El grafiti ocupaba toda una blanca muralla en una esquina de Luque, a plena vista de los pasajeros de los ómnibus rumbo a Asunción: Colabore con la Policía: Tortúrese. Era a principios de los años 90. Entonces, un spot oficial en la televisión impelía a la gente a que auxiliara a la fuerza de seguridad en su renovada tarea contra el crimen. Había caído hacía poco la dictadura de Stroessner, pero la cultura de la delación seguía siendo la baza ciudadana más importante de las fuerzas de seguridad. Los casos de tortura tampoco habían desaparecido, aun cuando ya no eran los presos políticos las víctimas primordiales, sino delincuentes comunes, jóvenes revoltosos, trabajadoras sexuales. Por eso, el grafiti cargaba con todo el fatídico esplendor de una ironía de tipo acaso inédita hasta entonces en el Paraguay: Autolesionarse como una muestra extrema de lo que era el evangelio del “respeto a la autoridad” que predicaba la dictadura.
Reformado tras la Constitución de 1992, el aparato de seguridad interna siguió, sin embargo, operando bajo la misma lógica del Estado policíaco del stronismo.

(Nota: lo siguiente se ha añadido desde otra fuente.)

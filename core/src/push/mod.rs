pub mod machine;
pub mod manager;
/// Push channel modules
pub mod protocol;
pub mod transport;

pub use machine::{ConnectionAction, ConnectionEvent, ConnectionMachine, ConnectionState, ConnectionStats};
pub use manager::ConnectionManager;
pub use protocol::{AuthFrame, LiveNotification, PushEvent};
pub use transport::{PushChannel, PushTransport, WsTransport};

Esto es, no solo envuelto en la arbitrariedad cotidiana y selectiva políticamente, sino también en una actividad perfeccionada al calor de sus funciones de control y expedición de documentos migratorios, a costa de la forzada defección del Ejército como grupo privilegiado de vigilancia territorial y social: La corrupción a gran escala.
Si bien la Policía participó activamente del esquema de prebendarismo propio del periodo autoritario, es durante la transición democrática que toma forma cabal como centro de corruptela indiscriminada. Sus elementos hacen parte entonces, por ejemplo, del tráfico ilegal de automotores, del contrabando de mercancías de consumo básico, de la trata de personas y de la extorsión del ciudadano de a pie. No tardarían en sumarse directamente como cuadros de las estructuras del crimen organizado, de los carteles de la droga nacidos y desarrollados dentro de la esfera militar en las últimas dos décadas de la dictadura, bajo la jurisdicción de los altos mandos castrenses, como el después mandatario Andrés Rodríguez y, un aspirante a sucederlo, Lino Oviedo.
Ahora asistimos a la profunda podredumbre de este sistema policial esencialmente colorado, de mentalidad stronista. De hecho, sucesivos informes elaborados en las últimas dos décadas por parte de instituciones oficiales de los Estados Unidos de América –como la USAID, que financia programas enteros e influencia en su reforma– insisten en el carácter absolutamente podrido de la Policía Nacional.
Durante los recientes años pandémicos, la elevación del nivel extorsivo de la institución policial, en todos sus estamentos, fue visible y ejemplarizante: oficiales cazando personas solitarias en la noche, armando funestas barreras en las rutas contra extranjeros incautos, apoderándose de dinero en procedimientos para después repartirlos con comisarios de barriga prominente y voracidad manifiesta por lo ajeno.
Últimamente, a estas trapisondas consabidas del policíaco Paraguay colo’o hay que agregar (con mayor trascendencia pública en estos días) la machista violencia de género de parte de oficiales en el ámbito doméstico (y fuera de él), con casos de asesinatos que se relacionan, además, con una histórica debilidad por el gatillo fácil.
Por todo esto, ante el aumento de la violencia urbana (en un contexto de urgencias sociales incontestadas), cada anuncio gubernamental de una mayor presencia policial en las calles es, en realidad, el aviso de una multiplicación de la inseguridad... Después de todo, algo que heredamos del stronismo como costumbre es temer, antes que a la delincuencia avasallante, al Estado paraguayo mismo como sádico depredador. Uno que ejerce selectivamente el monopolio de la violencia, como vimos hace poco ante invasores vips y paraguayos sin techo. Por eso, en este país de paradojas, si quiere colaborar con la Policía: Tortúrese.